The judge dismissed all allegations of fraud or misrepresentation, but he allowed a breach-of-contract claim to be pursued, meaning MBIA could still win monetary payment for damages incurred.

The claim rests on the contention that, while the credit quality of the assets in question was “nominally” triple-A, they were not of that value “in actuality ... that is, that the rating was, essentially, bogus,” Fried wrote, noting the gilt-edged ratings provided by Standard & Poor’s and Moody’s Investors Service

“Plaintiffs had a right to expect that the AAA ratings were backed by intelligence which could verify that the notes were actually of the credit quality an AAA rating implied,” the judge added. “Plaintiffs may claim that the wrapped notes were not qualified to be AAA rated, as promised, regardless of the label they carried, as a claim for breach of contract.”

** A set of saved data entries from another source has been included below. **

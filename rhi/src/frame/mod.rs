//! Frame pacing: per-slot resources and the ring that cycles them.

mod resource;
mod ring;

pub use resource::FrameResource;
pub use ring::FrameRing;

Defendants have 20 days to respond to the amended complaint. As for the other allegations, Fried was convinced by the defendant’s evidence that the lawsuit was “a classic case of buyer’s remorse.”

The bank, which has since merged to become Bank of America Merrill Lynch, pointed to the marketing materials in question and noted such statements as: “Any investor ... should conduct its own investigation and analysis of the product and consult with its professional advisers as to the risks involved.”

Also, in the transactions, MBIA agreed to “unconditionally and irrevocably” guarantee the contracts “without the assertion of any defenses to payment, including fraud in the inducement or fact.” In addition, it signed a disclaimer agreeing it was capable of assessing, understanding, and assuming the risks of the policy.

In pointing to those statements, the judge added that among both parties, their “sophistication and business acumen and experience cannot be overstated.”

Jay Brown, chief executive officer of parent MBIA Inc., noted in a recent letter to shareholders that while many have claimed the company “should have known better,” he said the basis of commerce is trust, and blamed financial counterparties for not living up to their obligations.

“It’s a little like why you might choose to buy a Mercedes,” Brown said. “You want to deal with a company that has the highest reputation and standards for quality and service ... a company that, in the extremely rare case of a model being recalled, would share this information with you and right the situation immediately. In our case, we thought we were buying a Mercedes, not a used car where it’s 'buyer beware.’”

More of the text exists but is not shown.